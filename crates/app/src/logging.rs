//! Tracing subscriber setup for the huffpack binary.
//!
//! Logs go to stderr so command output on stdout stays clean. `RUST_LOG`
//! overrides [`DEFAULT_DIRECTIVES`].

use tracing_subscriber::fmt::time::UtcTime;
use tracing_subscriber::layer::SubscriberExt;
use tracing_subscriber::util::SubscriberInitExt;
use tracing_subscriber::EnvFilter;

/// Filter used when `RUST_LOG` is not set.
pub const DEFAULT_DIRECTIVES: &str = "info,huffpack=debug,huffpack_core=debug";

/// Sets up logging to stderr, leaving stdout to command output.
pub fn setup_logging(directives: &str, pretty: bool) {
    match pretty {
        true => setup_logging_pretty(directives),
        false => setup_logging_json(directives),
    }
}

fn setup_logging_json(directives: &str) {
    let main_layer = tracing_subscriber::fmt::layer()
        .json()
        .flatten_event(true)
        .with_target(false)
        .with_current_span(true)
        .with_span_list(true)
        .with_line_number(true)
        .with_file(true)
        .with_timer(UtcTime::rfc_3339())
        .with_writer(std::io::stderr);

    tracing_subscriber::registry()
        .with(EnvFilter::try_from_default_env().unwrap_or_else(|_| EnvFilter::new(directives)))
        .with(main_layer)
        .init()
}

fn setup_logging_pretty(directives: &str) {
    let main_layer = tracing_subscriber::fmt::layer()
        .pretty()
        .with_timer(UtcTime::rfc_3339())
        .with_writer(std::io::stderr);

    tracing_subscriber::registry()
        .with(EnvFilter::try_from_default_env().unwrap_or_else(|_| EnvFilter::new(directives)))
        .with(main_layer)
        .init()
}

WORK TO COMPLETE. Show every line of the material above in which "stdout" is present.

EXPECTED ANSWER.
//! Logs go to stderr so command output on stdout stays clean. `RUST_LOG`
/// Sets up logging to stderr, leaving stdout to command output.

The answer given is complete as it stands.